• **Activity**
Below are the records; give again exactly the line with "filename crates/cloud/src/beanstalk.rs", the line with "use crate::timestamp;", and each line that lies between them, and nothing besides.

• • •

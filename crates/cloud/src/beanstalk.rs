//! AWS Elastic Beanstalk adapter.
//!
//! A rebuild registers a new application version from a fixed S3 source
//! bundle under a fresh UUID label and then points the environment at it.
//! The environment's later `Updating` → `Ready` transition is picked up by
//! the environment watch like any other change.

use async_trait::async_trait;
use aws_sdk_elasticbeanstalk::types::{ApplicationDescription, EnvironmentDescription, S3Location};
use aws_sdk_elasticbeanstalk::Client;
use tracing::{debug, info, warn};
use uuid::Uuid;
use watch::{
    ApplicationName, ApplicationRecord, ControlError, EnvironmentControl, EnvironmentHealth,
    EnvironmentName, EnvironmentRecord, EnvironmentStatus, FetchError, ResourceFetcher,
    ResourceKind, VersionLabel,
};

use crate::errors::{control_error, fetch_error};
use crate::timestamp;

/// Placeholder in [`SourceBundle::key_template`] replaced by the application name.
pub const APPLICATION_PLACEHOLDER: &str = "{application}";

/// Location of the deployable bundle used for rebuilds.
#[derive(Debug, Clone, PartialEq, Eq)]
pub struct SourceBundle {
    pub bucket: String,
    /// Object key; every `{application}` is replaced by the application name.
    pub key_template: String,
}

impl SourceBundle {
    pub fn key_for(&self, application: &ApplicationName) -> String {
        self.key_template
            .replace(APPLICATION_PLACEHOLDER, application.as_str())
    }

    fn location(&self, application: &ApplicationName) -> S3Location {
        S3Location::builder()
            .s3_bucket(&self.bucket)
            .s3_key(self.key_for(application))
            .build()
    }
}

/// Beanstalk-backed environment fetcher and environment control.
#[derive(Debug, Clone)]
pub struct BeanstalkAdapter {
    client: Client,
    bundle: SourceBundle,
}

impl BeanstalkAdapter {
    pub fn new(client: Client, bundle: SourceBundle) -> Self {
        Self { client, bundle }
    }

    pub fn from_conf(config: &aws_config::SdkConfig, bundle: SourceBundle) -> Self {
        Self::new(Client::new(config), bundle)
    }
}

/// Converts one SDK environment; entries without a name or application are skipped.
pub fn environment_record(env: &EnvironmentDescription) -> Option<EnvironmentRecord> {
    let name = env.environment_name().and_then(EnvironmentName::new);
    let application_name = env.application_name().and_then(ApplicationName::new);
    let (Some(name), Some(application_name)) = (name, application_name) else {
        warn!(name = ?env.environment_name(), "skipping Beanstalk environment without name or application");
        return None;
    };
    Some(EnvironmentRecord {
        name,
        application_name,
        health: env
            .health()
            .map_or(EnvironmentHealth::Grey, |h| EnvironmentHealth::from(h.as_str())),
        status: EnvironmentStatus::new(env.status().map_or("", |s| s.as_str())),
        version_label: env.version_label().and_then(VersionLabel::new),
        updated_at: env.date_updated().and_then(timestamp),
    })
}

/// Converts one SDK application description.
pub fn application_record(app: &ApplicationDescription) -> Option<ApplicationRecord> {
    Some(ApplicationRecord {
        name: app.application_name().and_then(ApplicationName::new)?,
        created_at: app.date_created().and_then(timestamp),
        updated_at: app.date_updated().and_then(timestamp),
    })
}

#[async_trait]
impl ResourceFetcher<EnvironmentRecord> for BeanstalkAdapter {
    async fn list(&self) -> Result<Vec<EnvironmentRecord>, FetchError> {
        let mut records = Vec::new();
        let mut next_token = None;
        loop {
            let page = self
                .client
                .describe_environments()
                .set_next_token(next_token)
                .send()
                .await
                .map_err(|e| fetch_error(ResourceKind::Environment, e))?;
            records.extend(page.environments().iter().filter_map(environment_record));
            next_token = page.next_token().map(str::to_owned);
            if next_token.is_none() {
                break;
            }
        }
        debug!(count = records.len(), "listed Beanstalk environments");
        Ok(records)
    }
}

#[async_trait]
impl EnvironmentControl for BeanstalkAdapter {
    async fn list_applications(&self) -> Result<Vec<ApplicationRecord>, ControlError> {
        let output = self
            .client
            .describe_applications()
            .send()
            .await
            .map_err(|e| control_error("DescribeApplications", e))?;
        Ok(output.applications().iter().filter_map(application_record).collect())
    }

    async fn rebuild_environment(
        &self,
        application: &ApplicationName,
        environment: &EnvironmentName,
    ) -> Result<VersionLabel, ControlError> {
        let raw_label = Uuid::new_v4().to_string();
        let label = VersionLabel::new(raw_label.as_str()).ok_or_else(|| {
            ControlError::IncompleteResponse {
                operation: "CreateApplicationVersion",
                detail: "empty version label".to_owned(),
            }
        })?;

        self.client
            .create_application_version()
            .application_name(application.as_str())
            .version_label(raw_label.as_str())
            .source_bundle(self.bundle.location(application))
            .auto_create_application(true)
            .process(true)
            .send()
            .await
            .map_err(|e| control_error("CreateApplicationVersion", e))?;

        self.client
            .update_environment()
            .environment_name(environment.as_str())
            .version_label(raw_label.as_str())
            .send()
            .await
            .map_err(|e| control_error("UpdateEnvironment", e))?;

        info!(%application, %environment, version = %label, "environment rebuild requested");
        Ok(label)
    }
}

• • •

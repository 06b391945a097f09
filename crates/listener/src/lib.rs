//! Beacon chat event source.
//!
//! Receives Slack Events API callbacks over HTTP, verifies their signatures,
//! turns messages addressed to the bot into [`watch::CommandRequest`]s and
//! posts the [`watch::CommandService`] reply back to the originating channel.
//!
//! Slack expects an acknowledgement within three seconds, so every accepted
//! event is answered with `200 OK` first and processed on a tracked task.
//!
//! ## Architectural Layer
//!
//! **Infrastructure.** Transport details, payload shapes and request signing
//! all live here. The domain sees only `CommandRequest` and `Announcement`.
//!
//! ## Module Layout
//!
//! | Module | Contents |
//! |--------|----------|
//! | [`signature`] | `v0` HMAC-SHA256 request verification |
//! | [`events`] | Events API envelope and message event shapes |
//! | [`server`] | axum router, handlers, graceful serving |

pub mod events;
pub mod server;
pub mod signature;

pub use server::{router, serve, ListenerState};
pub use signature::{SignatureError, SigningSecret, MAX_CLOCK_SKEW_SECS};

• • •

• **Result of this task**
filename crates/cloud/src/beanstalk.rs
//! AWS Elastic Beanstalk adapter.
//!
//! A rebuild registers a new application version from a fixed S3 source
//! bundle under a fresh UUID label and then points the environment at it.
//! The environment's later `Updating` → `Ready` transition is picked up by
//! the environment watch like any other change.

use async_trait::async_trait;
use aws_sdk_elasticbeanstalk::types::{ApplicationDescription, EnvironmentDescription, S3Location};
use aws_sdk_elasticbeanstalk::Client;
use tracing::{debug, info, warn};
use uuid::Uuid;
use watch::{
    ApplicationName, ApplicationRecord, ControlError, EnvironmentControl, EnvironmentHealth,
    EnvironmentName, EnvironmentRecord, EnvironmentStatus, FetchError, ResourceFetcher,
    ResourceKind, VersionLabel,
};

use crate::errors::{control_error, fetch_error};
use crate::timestamp;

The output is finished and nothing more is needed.